Monday, January 13, 2014

"Tea and Executions Afterwards"


Campion is just at the back of our temporary house, and the campus is alive again, full of high school students on a summer program there. There's not much better than a college campus full of young people, especially since I am a sort of mature person who can appreciate their youth and hopes more than they can. It is a gift the older can give the younger.

Yesterday, I walked over there--just down the sidewalk, and up a road through big, green gates, to an avenue of eucalyptus trees, forming a great, cathedral-like arch over the simple, gravely road. I noticed that the lawns were all mowed around the long brick building, and yet the wildness of the trees and bushes and the areas around, unused, remained untouched. I love walking around the campus; it has places in it that are little slices of heaven, just corners of it. The agapanthas rows are like Egyptian servants with purple fans, at attention, along the soccer pitch. There's a lot of potential on this campus, my garden-appreciative eye imagining lots of great places to get away and study in the light. The little chapel has a beautiful but old, small organ with painted pipes, and Ana likes to go and play the organ there. Oh. I'm now supposed to call her 'Anatolia.' She likes her name.

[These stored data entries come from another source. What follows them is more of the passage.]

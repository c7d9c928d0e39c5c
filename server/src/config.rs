use std::net::SocketAddr;
use std::time::Duration;

use color_eyre::eyre::{eyre, WrapErr};

pub const DEFAULT_PROVIDER_URL: &str = "http://localhost:8000";
pub const DEFAULT_CLIENT_ID: &str = "oidc-relay";
pub const DEFAULT_REDIRECT_URI: &str = "http://localhost:3000/callback";
pub const DEFAULT_SCOPE: &str = "openid profile email";
pub const DEFAULT_REQUEST_TIMEOUT: Duration = Duration::from_secs(10);
pub const DEFAULT_FRONTEND_ORIGIN: &str = "http://localhost:3000";

/// Relying-party settings used for every request to the OpenID Provider.
///
/// All defaults are applied here, once, so the flow logic never has to look at the
/// environment.
#[derive(Clone)]
pub struct OidcConfig {
    /// Base URL of the provider, without a trailing slash
    pub provider_url: String,
    pub client_id: String,
    /// Sent to the token endpoint when present
    pub client_secret: Option<String>,
    pub redirect_uri: String,
    /// Space-delimited scope requested at the authorization endpoint
    pub scope: String,
    /// Applied to each outbound request individually
    pub request_timeout: Duration,
    /// Pending logins older than this are treated as unknown. `None` keeps them forever.
    pub pending_login_ttl: Option<Duration>,
}

impl std::fmt::Debug for OidcConfig {
    fn fmt(&self, f: &mut std::fmt::Formatter<'_>) -> std::fmt::Result {
        f.debug_struct("OidcConfig")
            .field("provider_url", &self.provider_url)
            .field("client_id", &self.client_id)
            .field(
                "client_secret",
                &self.client_secret.as_ref().map(|_| "<redacted>"),
            )
            .field("redirect_uri", &self.redirect_uri)
            .field("scope", &self.scope)
            .field("request_timeout", &self.request_timeout)
            .field("pending_login_ttl", &self.pending_login_ttl)
            .finish()
    }
}

impl OidcConfig {
    pub fn new(
        provider_url: impl Into<String>,
        client_id: impl Into<String>,
        redirect_uri: impl Into<String>,
    ) -> Self {
        Self {
            provider_url: normalize_base_url(&provider_url.into()),
            client_id: client_id.into(),
            client_secret: None,
            redirect_uri: redirect_uri.into(),
            scope: DEFAULT_SCOPE.to_string(),
            request_timeout: DEFAULT_REQUEST_TIMEOUT,
            pending_login_ttl: None,
        }
    }

    pub fn with_client_secret(mut self, secret: impl Into<String>) -> Self {
        let secret = secret.into();
        self.client_secret = (!secret.is_empty()).then_some(secret);
        self
    }

    pub fn with_scope(mut self, scope: impl Into<String>) -> Self {
        self.scope = scope.into();
        self
    }

    pub fn with_request_timeout(mut self, timeout: Duration) -> Self {
        self.request_timeout = timeout;
        self
    }

    pub fn with_pending_login_ttl(mut self, ttl: Duration) -> Self {
        self.pending_login_ttl = Some(ttl);
        self
    }

    pub fn from_env() -> color_eyre::Result<Self> {
        Self::from_lookup(|key| std::env::var(key).ok())
    }

    /// Builds the config from an arbitrary key lookup. Empty values count as unset.
    pub fn from_lookup<F>(lookup: F) -> color_eyre::Result<Self>
    where
        F: Fn(&str) -> Option<String>,
    {
        let get = |key: &str| lookup(key).filter(|value| !value.trim().is_empty());

        let mut config = Self::new(
            get("OIDC_PROVIDER_URL").unwrap_or_else(|| DEFAULT_PROVIDER_URL.to_string()),
            get("OIDC_CLIENT_ID").unwrap_or_else(|| DEFAULT_CLIENT_ID.to_string()),
            get("OIDC_REDIRECT_URI").unwrap_or_else(|| DEFAULT_REDIRECT_URI.to_string()),
        );

        if let Some(secret) = get("OIDC_CLIENT_SECRET") {
            config = config.with_client_secret(secret);
        }
        if let Some(scope) = get("OIDC_SCOPE") {
            config = config.with_scope(scope);
        }
        if let Some(secs) = get("OIDC_HTTP_TIMEOUT_SECS") {
            config = config.with_request_timeout(Duration::from_secs(parse_secs(
                "OIDC_HTTP_TIMEOUT_SECS",
                &secs,
            )?));
        }
        if let Some(secs) = get("OIDC_PENDING_LOGIN_TTL_SECS") {
            config = config.with_pending_login_ttl(Duration::from_secs(parse_secs(
                "OIDC_PENDING_LOGIN_TTL_SECS",
                &secs,
            )?));
        }

        Ok(config)
    }

    /// Fallback endpoint used when discovery did not provide one, e.g. `{provider}/oidc/token`
    pub fn default_endpoint(&self, name: &str) -> String {
        format!("{}/oidc/{}", self.provider_url, name)
    }

    pub fn discovery_url(&self) -> String {
        format!("{}/.well-known/openid-configuration", self.provider_url)
    }
}

/// Settings for the HTTP surface
#[derive(Debug, Clone)]
pub struct ServerConfig {
    pub host: String,
    pub port: u16,
    pub frontend_origin: String,
}

impl Default for ServerConfig {
    fn default() -> Self {
        Self {
            host: "0.0.0.0".to_string(),
            port: 8080,
            frontend_origin: DEFAULT_FRONTEND_ORIGIN.to_string(),
        }
    }
}

impl ServerConfig {
    pub fn from_env() -> color_eyre::Result<Self> {
        Self::from_lookup(|key| std::env::var(key).ok())
    }

    pub fn from_lookup<F>(lookup: F) -> color_eyre::Result<Self>
    where
        F: Fn(&str) -> Option<String>,
    {
        let get = |key: &str| lookup(key).filter(|value| !value.trim().is_empty());
        let defaults = Self::default();

        let port = match get("PORT") {
            Some(port) => port
                .trim()
                .parse::<u16>()
                .wrap_err_with(|| format!("PORT must be a valid port number, got {port:?}"))?,
            None => defaults.port,
        };

        Ok(Self {
            host: get("HOST").unwrap_or(defaults.host),
            port,
            frontend_origin: get("FRONTEND_ORIGIN")
                .map(|origin| normalize_base_url(&origin))
                .unwrap_or(defaults.frontend_origin),
        })
    }

    /// Resolves `HOST` as either an IP literal or a hostname such as `localhost`
    pub async fn bind_addr(&self) -> color_eyre::Result<SocketAddr> {
        tokio::net::lookup_host((self.host.as_str(), self.port))
            .await
            .wrap_err_with(|| {
                format!("Failed to resolve bind address {}:{}", self.host, self.port)
            })?
            .next()
            .ok_or_else(|| eyre!("No address found for {}:{}", self.host, self.port))
    }
}

fn normalize_base_url(url: &str) -> String {
    url.trim().trim_end_matches('/').to_string()
}

fn parse_secs(key: &str, value: &str) -> color_eyre::Result<u64> {
    value
        .trim()
        .parse::<u64>()
        .map_err(|e| eyre!("{key} must be a whole number of seconds, got {value:?}: {e}"))
}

Anatolia and I walked up to the dining hall, a large room with a grand piano in the bay window which looks out the front of the campus. It is wonderful to hear your daughter far outstrip you on an instrument your mother got her really started upon, to have her weave with her own music, music that sounds eerie and moving like Michael Nyman's music from The Piano. There were some students around, and we met Elyse, Frank, and Josh. They are very kind and young, and full of hope. They are just a little more mellow, or reserved, perhaps, than students at WCC in a similar situation.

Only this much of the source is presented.